What is expected:
Going line by line through the entries, count those containing "anyhow" and state only the result.
Records for the exercise START
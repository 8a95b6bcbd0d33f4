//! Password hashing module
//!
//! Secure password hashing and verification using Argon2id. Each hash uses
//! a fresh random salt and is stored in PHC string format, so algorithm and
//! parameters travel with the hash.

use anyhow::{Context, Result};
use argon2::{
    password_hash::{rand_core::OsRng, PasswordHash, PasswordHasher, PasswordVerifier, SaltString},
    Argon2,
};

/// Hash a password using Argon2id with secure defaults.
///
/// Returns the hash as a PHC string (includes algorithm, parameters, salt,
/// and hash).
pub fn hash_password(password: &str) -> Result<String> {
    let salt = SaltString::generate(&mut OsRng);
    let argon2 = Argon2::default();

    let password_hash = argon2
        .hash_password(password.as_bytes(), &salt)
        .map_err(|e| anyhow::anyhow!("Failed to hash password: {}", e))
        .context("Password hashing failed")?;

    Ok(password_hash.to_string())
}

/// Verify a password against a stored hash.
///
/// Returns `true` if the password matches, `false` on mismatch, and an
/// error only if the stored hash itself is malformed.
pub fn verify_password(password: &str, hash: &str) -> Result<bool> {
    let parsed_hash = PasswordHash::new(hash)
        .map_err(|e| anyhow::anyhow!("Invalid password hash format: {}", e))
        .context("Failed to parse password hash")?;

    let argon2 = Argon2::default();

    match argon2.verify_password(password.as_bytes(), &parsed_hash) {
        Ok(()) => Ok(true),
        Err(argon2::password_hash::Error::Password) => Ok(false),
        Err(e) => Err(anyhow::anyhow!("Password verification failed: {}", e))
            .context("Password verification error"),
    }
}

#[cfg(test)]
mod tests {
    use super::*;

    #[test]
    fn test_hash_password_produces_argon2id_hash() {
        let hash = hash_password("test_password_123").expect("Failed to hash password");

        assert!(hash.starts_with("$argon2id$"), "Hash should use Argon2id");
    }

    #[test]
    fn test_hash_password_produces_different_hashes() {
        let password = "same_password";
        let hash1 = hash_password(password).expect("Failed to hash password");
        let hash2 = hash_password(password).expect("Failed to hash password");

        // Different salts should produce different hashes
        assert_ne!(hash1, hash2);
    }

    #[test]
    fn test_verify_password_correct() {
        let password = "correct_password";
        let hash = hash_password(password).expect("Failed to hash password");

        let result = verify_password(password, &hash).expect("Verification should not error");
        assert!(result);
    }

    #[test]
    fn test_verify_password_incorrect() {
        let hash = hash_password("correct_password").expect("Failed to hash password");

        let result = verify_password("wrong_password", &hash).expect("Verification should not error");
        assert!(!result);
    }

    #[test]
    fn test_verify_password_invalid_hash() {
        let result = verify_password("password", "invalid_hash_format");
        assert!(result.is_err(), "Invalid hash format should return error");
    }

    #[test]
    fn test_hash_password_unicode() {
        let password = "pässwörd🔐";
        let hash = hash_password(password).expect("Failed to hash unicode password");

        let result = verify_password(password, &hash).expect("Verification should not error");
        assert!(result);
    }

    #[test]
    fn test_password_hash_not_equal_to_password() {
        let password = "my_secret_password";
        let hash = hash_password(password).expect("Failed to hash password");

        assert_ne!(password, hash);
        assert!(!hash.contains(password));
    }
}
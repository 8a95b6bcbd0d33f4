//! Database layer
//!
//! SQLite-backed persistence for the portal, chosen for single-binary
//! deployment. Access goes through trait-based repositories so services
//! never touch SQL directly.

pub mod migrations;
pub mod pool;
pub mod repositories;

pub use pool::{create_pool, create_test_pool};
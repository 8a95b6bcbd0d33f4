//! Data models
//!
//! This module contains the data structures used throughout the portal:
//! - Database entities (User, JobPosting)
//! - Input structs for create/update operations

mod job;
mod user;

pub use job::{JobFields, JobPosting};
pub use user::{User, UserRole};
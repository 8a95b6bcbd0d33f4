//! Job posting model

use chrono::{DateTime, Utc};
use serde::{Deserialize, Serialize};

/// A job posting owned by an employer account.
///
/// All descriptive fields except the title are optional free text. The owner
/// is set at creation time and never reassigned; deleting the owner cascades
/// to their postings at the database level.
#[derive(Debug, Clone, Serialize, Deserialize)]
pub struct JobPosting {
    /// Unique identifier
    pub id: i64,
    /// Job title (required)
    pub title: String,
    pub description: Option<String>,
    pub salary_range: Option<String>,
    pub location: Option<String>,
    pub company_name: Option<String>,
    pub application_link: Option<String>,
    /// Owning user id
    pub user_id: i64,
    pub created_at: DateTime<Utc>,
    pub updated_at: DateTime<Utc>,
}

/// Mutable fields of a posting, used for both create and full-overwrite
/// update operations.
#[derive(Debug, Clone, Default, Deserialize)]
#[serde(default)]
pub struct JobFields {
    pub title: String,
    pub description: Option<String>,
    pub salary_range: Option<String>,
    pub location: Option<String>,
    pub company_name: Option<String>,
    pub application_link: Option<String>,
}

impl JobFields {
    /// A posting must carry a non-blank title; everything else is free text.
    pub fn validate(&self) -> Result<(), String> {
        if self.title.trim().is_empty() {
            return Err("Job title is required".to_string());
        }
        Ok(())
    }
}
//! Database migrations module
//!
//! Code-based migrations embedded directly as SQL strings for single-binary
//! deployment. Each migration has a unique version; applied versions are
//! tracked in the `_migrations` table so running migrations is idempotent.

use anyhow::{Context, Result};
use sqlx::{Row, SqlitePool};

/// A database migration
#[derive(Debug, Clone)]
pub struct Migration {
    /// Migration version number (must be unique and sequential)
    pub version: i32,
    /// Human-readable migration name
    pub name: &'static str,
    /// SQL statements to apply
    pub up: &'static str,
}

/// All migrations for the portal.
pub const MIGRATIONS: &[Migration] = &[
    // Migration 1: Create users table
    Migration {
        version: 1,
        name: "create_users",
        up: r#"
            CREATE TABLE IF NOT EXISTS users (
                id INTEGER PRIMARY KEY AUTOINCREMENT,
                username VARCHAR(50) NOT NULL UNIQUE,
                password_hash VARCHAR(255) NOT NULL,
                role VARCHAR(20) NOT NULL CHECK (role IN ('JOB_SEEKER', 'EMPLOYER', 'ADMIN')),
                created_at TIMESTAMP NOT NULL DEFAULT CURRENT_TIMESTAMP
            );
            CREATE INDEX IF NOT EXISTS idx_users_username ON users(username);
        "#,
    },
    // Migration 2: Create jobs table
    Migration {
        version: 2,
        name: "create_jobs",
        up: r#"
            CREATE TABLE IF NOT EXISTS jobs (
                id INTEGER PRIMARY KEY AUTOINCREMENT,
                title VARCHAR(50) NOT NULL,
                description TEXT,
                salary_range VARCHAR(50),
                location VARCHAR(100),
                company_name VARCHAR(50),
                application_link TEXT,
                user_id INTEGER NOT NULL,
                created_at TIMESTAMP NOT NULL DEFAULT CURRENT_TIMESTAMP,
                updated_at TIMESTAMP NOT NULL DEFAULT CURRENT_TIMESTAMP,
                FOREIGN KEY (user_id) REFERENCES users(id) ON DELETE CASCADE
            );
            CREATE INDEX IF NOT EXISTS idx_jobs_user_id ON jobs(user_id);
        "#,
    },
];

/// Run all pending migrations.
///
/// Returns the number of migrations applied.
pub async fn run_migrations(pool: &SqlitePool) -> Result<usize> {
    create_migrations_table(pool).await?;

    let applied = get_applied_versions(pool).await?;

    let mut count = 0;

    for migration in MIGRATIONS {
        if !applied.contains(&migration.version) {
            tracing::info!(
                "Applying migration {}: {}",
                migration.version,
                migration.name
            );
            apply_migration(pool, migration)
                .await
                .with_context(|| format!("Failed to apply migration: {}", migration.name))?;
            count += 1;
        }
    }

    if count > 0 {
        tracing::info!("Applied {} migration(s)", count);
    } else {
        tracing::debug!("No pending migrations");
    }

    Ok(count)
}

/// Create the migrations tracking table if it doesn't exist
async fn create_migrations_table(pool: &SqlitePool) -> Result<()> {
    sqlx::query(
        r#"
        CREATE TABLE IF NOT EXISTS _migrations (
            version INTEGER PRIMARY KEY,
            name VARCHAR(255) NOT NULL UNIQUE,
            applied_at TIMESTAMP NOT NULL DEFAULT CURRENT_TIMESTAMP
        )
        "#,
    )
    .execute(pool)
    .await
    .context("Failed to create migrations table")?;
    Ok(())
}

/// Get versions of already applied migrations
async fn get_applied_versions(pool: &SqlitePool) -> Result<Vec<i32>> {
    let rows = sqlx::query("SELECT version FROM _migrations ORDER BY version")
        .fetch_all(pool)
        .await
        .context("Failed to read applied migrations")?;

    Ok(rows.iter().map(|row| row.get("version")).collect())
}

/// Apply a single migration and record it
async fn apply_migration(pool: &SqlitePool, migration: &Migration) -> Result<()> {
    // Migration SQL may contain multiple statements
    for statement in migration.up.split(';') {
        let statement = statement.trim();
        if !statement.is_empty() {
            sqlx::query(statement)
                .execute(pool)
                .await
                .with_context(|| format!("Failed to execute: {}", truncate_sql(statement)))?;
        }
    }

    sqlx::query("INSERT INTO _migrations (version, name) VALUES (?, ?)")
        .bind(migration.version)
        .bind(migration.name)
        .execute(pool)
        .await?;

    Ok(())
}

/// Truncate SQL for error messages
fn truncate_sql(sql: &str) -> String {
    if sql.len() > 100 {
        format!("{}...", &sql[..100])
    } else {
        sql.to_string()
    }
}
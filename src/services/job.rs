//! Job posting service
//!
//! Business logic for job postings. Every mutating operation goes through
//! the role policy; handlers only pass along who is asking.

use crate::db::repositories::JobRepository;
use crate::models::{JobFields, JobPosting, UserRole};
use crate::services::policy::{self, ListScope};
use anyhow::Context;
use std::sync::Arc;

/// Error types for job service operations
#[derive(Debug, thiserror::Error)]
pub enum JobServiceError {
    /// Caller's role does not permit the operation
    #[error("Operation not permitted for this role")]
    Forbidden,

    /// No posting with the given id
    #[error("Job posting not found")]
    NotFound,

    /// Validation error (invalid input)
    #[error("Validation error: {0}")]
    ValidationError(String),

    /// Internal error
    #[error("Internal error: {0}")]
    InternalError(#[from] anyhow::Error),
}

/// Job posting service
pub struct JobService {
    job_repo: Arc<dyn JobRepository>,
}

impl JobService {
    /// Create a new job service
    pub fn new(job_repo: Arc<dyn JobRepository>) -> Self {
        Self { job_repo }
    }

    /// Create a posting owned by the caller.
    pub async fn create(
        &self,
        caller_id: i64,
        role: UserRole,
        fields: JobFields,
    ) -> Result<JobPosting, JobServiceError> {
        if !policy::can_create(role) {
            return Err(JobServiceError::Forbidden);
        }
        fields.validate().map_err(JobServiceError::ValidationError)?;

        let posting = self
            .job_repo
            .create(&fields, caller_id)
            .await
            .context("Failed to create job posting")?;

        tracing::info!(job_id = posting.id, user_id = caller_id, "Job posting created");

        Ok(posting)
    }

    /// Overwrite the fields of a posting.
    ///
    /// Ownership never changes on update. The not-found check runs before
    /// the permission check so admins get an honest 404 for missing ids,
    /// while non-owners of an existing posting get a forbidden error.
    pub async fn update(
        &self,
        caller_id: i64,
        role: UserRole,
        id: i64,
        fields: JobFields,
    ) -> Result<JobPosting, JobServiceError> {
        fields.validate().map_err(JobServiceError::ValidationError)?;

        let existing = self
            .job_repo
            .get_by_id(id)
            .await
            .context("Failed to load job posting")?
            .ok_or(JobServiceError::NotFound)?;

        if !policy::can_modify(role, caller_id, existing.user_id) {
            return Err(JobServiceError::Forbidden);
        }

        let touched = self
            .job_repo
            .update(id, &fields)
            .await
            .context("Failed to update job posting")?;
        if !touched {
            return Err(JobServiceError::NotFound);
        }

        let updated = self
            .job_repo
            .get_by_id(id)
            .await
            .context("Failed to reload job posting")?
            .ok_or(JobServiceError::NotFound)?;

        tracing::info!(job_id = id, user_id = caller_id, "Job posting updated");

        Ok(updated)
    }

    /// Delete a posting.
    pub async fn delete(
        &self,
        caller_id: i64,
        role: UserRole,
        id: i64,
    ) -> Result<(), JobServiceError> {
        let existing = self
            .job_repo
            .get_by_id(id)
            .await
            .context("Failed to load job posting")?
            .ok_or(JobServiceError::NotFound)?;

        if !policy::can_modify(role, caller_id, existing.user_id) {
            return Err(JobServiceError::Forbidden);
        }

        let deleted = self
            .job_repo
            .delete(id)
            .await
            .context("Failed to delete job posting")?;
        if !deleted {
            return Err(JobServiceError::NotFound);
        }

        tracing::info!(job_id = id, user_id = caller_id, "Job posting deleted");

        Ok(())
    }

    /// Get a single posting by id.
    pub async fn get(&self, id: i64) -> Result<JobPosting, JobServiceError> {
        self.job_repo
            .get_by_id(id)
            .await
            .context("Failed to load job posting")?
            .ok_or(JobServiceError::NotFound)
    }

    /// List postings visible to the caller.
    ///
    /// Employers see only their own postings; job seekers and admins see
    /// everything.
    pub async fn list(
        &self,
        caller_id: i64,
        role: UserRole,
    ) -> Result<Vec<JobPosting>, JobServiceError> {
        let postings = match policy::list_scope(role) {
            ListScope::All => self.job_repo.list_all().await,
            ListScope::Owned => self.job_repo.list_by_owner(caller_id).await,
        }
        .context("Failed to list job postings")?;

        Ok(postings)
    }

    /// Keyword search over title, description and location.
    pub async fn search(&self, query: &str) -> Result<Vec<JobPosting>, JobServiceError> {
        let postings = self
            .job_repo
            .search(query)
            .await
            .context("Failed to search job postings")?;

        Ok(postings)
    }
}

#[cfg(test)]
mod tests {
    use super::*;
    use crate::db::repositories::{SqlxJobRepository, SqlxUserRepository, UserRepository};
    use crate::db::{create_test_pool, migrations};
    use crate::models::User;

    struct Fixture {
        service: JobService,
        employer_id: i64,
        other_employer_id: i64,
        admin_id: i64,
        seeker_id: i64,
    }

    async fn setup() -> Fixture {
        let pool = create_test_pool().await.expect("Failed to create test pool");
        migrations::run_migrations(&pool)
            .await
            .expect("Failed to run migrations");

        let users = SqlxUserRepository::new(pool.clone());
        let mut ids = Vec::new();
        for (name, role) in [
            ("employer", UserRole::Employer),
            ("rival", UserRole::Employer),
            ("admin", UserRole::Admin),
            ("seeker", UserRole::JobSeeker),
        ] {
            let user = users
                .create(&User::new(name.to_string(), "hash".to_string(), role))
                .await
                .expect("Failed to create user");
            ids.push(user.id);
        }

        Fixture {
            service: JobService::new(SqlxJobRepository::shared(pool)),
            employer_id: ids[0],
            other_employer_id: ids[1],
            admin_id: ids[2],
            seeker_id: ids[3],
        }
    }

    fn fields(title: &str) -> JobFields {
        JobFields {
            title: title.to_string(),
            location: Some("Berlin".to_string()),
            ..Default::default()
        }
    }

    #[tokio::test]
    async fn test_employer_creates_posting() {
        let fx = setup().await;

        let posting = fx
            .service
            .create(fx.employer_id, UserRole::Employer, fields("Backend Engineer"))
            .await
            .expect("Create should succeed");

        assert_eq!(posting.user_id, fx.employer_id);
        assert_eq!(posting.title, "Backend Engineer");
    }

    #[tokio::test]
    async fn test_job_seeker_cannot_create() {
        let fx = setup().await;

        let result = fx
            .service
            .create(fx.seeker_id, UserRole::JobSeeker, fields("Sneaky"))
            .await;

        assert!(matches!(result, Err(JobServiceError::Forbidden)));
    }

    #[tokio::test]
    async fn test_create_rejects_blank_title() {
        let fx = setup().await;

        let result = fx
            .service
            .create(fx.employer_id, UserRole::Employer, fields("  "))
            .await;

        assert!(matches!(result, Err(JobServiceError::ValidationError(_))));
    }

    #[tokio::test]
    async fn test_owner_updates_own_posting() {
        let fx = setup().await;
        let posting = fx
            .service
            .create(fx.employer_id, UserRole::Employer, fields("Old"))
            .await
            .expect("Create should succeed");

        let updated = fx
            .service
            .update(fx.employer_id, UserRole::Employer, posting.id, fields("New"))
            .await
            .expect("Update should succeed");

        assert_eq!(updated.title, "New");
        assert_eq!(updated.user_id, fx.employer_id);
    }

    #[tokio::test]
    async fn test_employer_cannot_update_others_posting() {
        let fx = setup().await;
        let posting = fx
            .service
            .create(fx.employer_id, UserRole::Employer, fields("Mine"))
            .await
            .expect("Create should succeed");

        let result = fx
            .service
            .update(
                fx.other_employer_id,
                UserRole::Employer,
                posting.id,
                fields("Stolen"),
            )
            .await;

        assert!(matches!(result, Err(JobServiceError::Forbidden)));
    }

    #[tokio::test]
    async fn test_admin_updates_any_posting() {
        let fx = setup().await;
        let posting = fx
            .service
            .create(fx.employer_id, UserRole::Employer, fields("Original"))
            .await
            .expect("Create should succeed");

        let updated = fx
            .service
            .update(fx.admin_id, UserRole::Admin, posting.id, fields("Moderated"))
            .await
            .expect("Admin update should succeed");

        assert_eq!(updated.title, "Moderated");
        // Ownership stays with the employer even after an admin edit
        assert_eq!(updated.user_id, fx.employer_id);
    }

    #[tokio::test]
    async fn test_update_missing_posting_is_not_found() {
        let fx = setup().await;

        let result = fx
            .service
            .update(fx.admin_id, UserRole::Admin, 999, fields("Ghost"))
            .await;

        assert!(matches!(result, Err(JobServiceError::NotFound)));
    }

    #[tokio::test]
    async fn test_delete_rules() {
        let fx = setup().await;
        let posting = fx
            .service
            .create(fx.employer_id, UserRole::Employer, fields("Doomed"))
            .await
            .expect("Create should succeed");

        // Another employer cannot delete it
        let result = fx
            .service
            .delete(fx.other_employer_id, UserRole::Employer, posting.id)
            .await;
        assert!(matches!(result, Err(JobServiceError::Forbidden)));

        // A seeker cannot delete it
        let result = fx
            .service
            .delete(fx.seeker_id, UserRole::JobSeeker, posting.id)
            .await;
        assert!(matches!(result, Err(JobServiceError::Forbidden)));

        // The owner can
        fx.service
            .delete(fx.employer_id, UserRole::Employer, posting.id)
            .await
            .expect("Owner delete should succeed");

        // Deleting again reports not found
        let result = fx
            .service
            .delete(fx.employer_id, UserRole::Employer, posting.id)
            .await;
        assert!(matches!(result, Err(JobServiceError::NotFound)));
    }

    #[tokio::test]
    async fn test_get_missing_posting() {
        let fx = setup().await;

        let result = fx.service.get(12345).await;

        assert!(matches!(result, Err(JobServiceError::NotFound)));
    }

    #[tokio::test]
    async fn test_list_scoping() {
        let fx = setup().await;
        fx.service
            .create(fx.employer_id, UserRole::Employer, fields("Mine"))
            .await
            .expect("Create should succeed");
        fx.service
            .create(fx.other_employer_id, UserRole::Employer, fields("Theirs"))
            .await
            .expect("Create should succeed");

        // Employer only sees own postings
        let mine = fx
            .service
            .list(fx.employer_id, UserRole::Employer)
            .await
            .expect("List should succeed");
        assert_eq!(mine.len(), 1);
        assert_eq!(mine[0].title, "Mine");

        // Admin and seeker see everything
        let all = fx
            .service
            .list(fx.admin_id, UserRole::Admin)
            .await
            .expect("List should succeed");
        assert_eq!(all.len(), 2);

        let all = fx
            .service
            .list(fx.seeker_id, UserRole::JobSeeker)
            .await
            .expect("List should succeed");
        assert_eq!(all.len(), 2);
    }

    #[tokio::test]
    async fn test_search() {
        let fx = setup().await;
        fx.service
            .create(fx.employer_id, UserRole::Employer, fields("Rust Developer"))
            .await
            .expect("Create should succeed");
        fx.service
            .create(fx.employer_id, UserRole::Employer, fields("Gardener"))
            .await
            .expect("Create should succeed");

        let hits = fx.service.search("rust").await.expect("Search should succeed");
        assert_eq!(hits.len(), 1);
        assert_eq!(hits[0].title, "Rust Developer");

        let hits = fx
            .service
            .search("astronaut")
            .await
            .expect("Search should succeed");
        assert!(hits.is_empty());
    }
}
Records for the exercise END
Task result:
7